- Opening Delimiter -

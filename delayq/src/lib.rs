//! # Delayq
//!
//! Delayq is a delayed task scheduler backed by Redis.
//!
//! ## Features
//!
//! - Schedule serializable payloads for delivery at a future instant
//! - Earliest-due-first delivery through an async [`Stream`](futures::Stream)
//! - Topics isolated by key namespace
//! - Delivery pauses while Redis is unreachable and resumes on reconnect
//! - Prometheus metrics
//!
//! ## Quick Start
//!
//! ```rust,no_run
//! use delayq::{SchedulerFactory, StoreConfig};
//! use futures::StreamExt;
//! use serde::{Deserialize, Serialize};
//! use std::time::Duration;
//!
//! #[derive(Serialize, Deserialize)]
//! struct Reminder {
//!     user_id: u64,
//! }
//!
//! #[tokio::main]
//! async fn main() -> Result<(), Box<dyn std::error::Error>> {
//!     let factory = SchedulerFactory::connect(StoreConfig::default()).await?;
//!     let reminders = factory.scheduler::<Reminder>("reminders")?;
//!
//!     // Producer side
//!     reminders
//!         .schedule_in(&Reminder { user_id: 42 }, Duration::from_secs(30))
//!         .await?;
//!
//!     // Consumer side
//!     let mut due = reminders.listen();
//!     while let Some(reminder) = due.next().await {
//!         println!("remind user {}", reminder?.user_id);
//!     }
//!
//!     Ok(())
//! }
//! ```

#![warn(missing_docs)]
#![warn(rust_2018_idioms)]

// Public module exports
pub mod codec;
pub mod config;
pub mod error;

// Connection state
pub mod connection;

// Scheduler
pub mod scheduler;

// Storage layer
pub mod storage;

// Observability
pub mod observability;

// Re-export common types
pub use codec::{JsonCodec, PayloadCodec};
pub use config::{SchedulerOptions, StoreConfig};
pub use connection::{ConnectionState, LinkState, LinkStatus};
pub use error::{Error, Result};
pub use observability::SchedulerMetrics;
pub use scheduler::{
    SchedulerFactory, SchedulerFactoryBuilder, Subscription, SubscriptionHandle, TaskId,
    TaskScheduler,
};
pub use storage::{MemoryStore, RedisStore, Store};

- Closing Delimiter -
- Opening Delimiter -

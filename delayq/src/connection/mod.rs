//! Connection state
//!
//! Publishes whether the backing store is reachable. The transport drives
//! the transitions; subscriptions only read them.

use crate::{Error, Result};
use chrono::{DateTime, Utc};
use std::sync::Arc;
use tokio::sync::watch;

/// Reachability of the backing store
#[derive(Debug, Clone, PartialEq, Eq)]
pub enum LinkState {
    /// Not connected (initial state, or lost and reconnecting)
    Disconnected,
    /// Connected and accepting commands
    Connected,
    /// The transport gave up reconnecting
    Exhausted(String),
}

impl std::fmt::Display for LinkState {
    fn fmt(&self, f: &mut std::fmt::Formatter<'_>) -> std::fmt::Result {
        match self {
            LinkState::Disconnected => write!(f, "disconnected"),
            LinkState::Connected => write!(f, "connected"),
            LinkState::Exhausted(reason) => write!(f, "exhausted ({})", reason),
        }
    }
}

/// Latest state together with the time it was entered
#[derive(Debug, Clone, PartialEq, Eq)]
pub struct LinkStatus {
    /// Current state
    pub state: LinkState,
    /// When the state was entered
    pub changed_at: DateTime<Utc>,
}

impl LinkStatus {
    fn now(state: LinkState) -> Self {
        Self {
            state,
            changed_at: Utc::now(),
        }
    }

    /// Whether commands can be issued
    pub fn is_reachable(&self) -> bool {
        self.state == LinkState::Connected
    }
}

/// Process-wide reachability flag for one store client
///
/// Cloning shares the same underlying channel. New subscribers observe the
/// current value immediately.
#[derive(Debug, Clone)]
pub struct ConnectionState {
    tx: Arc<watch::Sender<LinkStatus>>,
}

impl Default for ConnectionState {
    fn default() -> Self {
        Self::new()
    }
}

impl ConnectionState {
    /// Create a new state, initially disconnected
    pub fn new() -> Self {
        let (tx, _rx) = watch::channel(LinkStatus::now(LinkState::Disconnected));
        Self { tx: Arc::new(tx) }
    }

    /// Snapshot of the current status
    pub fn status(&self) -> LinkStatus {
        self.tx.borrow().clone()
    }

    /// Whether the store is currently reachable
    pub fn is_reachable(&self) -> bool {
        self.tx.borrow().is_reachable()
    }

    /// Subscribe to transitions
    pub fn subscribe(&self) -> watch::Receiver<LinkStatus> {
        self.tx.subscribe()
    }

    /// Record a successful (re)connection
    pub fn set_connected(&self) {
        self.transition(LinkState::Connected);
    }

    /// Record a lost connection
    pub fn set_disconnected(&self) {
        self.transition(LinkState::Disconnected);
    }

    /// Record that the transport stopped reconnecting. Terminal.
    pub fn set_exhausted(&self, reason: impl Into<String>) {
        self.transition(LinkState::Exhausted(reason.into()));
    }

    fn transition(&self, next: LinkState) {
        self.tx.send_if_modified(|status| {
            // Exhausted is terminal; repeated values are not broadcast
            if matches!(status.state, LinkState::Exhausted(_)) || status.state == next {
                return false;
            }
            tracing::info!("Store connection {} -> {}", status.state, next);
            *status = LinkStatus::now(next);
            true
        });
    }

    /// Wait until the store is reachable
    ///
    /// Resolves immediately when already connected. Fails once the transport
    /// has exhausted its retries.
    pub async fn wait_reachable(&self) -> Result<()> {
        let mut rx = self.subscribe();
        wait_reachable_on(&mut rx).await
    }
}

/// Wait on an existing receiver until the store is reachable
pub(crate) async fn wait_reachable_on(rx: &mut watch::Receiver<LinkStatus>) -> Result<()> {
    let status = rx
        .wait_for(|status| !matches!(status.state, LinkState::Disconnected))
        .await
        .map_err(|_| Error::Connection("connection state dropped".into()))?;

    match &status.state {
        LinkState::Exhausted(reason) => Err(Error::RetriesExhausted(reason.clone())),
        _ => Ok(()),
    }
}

- Closing Delimiter -

The task ▸ List each line of the records that holds the string "warn".

Result ▸
#![warn(missing_docs)]
#![warn(rust_2018_idioms)]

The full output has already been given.